**Exercise directions:**
Lines from the beginning of the data below through the one containing "re-render together with" are to be printed exactly as they appear.

### Raw data

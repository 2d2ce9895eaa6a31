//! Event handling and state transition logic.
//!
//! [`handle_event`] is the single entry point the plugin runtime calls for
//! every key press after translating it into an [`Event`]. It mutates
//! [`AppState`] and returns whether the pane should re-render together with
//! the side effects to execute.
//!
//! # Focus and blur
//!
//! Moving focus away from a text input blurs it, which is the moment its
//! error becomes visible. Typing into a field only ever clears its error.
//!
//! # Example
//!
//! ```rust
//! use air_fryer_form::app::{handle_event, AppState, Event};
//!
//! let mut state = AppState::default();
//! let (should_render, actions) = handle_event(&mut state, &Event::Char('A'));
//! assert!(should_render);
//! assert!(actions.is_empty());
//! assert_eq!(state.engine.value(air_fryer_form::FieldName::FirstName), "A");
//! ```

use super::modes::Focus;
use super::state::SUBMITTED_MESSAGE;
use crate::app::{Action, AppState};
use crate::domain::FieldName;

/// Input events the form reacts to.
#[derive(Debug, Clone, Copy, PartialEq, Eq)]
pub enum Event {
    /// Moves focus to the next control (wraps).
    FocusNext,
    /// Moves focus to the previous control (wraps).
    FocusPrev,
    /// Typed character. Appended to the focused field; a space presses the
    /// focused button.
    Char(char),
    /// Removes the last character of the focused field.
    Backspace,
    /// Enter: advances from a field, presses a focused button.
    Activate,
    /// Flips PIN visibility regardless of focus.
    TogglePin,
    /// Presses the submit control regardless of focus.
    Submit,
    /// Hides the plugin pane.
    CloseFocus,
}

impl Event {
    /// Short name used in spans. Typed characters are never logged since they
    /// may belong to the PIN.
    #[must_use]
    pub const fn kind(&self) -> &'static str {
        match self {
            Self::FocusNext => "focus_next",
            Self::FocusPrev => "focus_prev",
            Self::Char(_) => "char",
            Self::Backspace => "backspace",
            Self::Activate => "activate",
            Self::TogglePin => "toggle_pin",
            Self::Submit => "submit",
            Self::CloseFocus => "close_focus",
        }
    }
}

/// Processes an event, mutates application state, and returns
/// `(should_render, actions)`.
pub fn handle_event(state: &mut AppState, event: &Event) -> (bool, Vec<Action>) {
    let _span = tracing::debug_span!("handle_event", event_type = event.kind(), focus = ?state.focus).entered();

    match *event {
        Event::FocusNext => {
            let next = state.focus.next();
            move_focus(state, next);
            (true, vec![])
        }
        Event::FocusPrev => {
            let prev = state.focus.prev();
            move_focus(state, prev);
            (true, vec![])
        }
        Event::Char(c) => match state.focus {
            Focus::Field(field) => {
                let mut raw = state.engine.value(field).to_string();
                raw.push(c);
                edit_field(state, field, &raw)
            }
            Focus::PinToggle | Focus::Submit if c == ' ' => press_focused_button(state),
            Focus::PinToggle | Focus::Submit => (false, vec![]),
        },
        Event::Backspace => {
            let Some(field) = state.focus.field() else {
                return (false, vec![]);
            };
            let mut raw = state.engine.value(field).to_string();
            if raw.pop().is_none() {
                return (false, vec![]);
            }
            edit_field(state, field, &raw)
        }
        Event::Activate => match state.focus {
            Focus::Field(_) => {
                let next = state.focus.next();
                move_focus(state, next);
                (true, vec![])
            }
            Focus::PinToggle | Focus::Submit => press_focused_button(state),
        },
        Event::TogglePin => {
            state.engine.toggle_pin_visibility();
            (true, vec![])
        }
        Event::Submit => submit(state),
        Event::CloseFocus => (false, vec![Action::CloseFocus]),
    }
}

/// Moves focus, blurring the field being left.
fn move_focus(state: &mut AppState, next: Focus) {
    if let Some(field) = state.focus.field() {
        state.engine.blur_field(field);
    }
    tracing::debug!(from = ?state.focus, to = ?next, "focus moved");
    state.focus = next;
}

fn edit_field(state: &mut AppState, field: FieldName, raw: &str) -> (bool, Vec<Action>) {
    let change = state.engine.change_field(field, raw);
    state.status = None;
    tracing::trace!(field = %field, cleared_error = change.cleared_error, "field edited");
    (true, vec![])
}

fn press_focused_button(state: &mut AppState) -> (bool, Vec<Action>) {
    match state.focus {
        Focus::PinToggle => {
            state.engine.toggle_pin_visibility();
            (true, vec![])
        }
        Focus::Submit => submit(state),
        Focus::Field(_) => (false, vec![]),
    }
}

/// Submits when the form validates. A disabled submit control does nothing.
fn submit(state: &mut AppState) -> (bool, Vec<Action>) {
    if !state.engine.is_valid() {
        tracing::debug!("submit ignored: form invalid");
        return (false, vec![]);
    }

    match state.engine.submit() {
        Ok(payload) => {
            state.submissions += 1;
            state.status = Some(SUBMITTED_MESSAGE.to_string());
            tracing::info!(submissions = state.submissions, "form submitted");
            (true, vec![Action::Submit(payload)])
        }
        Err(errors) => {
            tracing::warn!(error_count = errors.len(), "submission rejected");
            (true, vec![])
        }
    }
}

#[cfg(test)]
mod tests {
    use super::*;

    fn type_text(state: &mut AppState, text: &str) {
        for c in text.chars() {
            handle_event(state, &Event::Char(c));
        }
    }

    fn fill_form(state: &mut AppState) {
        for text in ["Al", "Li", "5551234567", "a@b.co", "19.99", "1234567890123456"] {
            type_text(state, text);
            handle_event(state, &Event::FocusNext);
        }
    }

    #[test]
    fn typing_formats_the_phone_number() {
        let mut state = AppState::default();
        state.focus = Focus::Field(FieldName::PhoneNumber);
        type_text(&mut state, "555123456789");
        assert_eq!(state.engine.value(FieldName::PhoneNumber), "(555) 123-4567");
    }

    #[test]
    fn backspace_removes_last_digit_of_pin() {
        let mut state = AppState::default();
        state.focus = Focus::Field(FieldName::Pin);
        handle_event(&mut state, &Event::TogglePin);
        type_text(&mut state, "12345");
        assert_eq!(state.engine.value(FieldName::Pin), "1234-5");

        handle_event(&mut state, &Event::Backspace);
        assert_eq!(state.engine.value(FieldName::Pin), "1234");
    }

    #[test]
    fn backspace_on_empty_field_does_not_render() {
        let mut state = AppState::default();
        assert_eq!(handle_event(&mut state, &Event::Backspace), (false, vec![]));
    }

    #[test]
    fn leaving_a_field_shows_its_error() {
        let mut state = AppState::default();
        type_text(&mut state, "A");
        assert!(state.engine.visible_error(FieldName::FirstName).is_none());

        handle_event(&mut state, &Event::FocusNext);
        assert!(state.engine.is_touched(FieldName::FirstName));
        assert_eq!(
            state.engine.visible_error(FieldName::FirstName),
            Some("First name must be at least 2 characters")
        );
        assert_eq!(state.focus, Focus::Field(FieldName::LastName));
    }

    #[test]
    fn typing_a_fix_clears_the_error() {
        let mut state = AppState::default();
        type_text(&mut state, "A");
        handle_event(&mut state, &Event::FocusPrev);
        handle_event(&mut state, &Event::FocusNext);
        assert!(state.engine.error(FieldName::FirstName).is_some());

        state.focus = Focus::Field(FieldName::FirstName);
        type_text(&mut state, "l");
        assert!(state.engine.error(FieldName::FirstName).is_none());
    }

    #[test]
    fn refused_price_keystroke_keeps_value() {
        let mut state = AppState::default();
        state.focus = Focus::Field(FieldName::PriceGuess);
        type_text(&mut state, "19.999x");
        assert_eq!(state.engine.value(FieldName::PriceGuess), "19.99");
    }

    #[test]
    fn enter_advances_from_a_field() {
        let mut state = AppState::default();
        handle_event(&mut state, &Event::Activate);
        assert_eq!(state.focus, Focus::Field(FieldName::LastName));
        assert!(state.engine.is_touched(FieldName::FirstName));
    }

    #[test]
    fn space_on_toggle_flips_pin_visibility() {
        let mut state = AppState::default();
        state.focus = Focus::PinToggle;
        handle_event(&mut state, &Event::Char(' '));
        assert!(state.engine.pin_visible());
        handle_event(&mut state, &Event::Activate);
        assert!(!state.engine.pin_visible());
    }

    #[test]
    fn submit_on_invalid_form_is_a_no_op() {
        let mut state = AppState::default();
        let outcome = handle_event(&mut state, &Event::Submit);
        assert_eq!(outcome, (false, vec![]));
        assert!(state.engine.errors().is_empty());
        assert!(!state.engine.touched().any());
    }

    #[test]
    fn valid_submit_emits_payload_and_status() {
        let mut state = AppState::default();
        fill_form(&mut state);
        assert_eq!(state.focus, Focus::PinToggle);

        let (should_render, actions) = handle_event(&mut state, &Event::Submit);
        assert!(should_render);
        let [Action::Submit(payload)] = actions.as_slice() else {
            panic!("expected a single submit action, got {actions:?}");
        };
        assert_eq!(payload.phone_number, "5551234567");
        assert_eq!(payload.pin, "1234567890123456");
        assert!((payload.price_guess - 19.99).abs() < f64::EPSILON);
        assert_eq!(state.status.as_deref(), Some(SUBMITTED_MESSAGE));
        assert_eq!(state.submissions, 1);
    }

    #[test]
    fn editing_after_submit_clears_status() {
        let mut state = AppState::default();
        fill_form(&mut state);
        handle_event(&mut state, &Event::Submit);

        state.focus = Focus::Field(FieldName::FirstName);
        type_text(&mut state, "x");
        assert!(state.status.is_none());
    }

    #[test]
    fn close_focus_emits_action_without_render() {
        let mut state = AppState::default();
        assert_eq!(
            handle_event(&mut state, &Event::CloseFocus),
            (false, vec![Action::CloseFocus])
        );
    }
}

######

**Output of the exercise:**
repository 2d2ce9895eaa6a31
//! Event handling and state transition logic.
//!
//! [`handle_event`] is the single entry point the plugin runtime calls for
//! every key press after translating it into an [`Event`]. It mutates
//! [`AppState`] and returns whether the pane should re-render together with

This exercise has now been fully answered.